Итак, Америка ждет Диккенса.
Девятнадцатого ноября 1867 года он снова вступает на землю американской демократии. Его встречают мэр, магистраты и огромная толпа народа. Времена переменились. Теперь на этой земле нет черных рабов. И Бостон изменился. Он вырос за эти четверть века, как и вся страна. Он превратился в большей торговый город. Отель, который казался ему в первый приезд весьма поместительным, кажется теперь совсем скромным рядом с другими отелями.
С ним Дольби, его маг-администратор, с ним его секретарь, с ним постоянный спутник — газовщик, который является укротителем коварного газа и имеет попечение над осветительной системой эстрады. В помощь Дольби надо будет еще взять двух-трех американцев. Не так просто организовать в Америке турне Чарльза Диккенса.
Он очень устал после дороги, и он решительно отказывается от посещения общественных мест, его навещают лишь немногие друзья. Впереди — нелегкая работа. Восемьдесят чтений! Надо беречь силы.
Крупные газеты страны уже прислали репортеров. О первом чтении Чарльза Диккенса в Бостоне Америка получит полный отчет. Витрины всех книжных магазинов посвящены Диккенсу. Должно быть, нет в Бостоне семьи, в которой имя его не упоминается ежедневно. Бостон уже давно — в течение нескольких часов — раскупил билеты на четыре первых чтения. Бостон ждет назначенного дня, первого чтения Диккенса в Америке. Этот день — второе декабря — наступает.
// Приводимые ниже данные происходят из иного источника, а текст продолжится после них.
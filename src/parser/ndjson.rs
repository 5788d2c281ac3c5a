use crate::config::READ_CHUNK_SIZE;
use crate::error::{LoadError, Result};
use serde_json::Value as JsonValue;
use std::io::{ErrorKind, Read};

/// Splits a chunked byte stream into lines regardless of where chunks end.
#[derive(Default)]
pub struct LineSplitter {
    pending: Vec<u8>,
}

impl LineSplitter {
    pub fn new() -> Self {
        Self::default()
    }

    /// Emits every line completed by `chunk`; the unterminated tail is kept.
    pub fn push<F>(&mut self, chunk: &[u8], mut on_line: F) -> Result<()>
    where
        F: FnMut(&[u8]) -> Result<()>,
    {
        let mut start = 0;
        for end in memchr::memchr_iter(b'\n', chunk) {
            if self.pending.is_empty() {
                on_line(&chunk[start..end])?;
            } else {
                self.pending.extend_from_slice(&chunk[start..end]);
                on_line(&self.pending)?;
                self.pending.clear();
            }
            start = end + 1;
        }
        self.pending.extend_from_slice(&chunk[start..]);
        Ok(())
    }

    /// Emits the trailing line left without a newline, if any.
    pub fn finish<F>(self, mut on_line: F) -> Result<()>
    where
        F: FnMut(&[u8]) -> Result<()>,
    {
        if !self.pending.is_empty() {
            on_line(&self.pending)?;
        }
        Ok(())
    }
}

struct RecordSink<'a> {
    key: &'a str,
    line: usize,
    records: Vec<JsonValue>,
}

impl RecordSink<'_> {
    fn accept(&mut self, line: &[u8]) -> Result<()> {
        self.line += 1;
        let line = line.trim_ascii();
        if line.is_empty() {
            return Ok(());
        }
        let record = serde_json::from_slice(line).map_err(|source| LoadError::Json {
            key: self.key.to_string(),
            line: self.line,
            source,
        })?;
        self.records.push(record);
        Ok(())
    }
}

/// Reads newline-delimited JSON, one record per non-blank line.
pub fn parse_ndjson<R: Read>(mut reader: R, key: &str) -> Result<Vec<JsonValue>> {
    let mut splitter = LineSplitter::new();
    let mut sink = RecordSink {
        key,
        line: 0,
        records: Vec::new(),
    };
    let mut buf = vec![0u8; READ_CHUNK_SIZE];

    loop {
        let n = match reader.read(&mut buf) {
            Ok(0) => break,
            Ok(n) => n,
            Err(e) if e.kind() == ErrorKind::Interrupted => continue,
            Err(e) => return Err(e.into()),
        };
        splitter.push(&buf[..n], |line| sink.accept(line))?;
    }
    splitter.finish(|line| sink.accept(line))?;

    Ok(sink.records)
}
В театре Тремонт Темпль на сцене — эстрада. За Эстрадой полотняный экран каштанового цвета, посреди эстрады стол, на котором укреплен справа от зрителя пологий пюпитр. Стоит графин с водой и стакан. Высокие стойки по обе стороны выдвинуты вперед, к рампе, на них протянута проволока и укреплен рефлектор и газовая трубка, внизу и наверху также укреплены рефлекторы; они бросают яркий равномерный свет на светлокоричневый экран.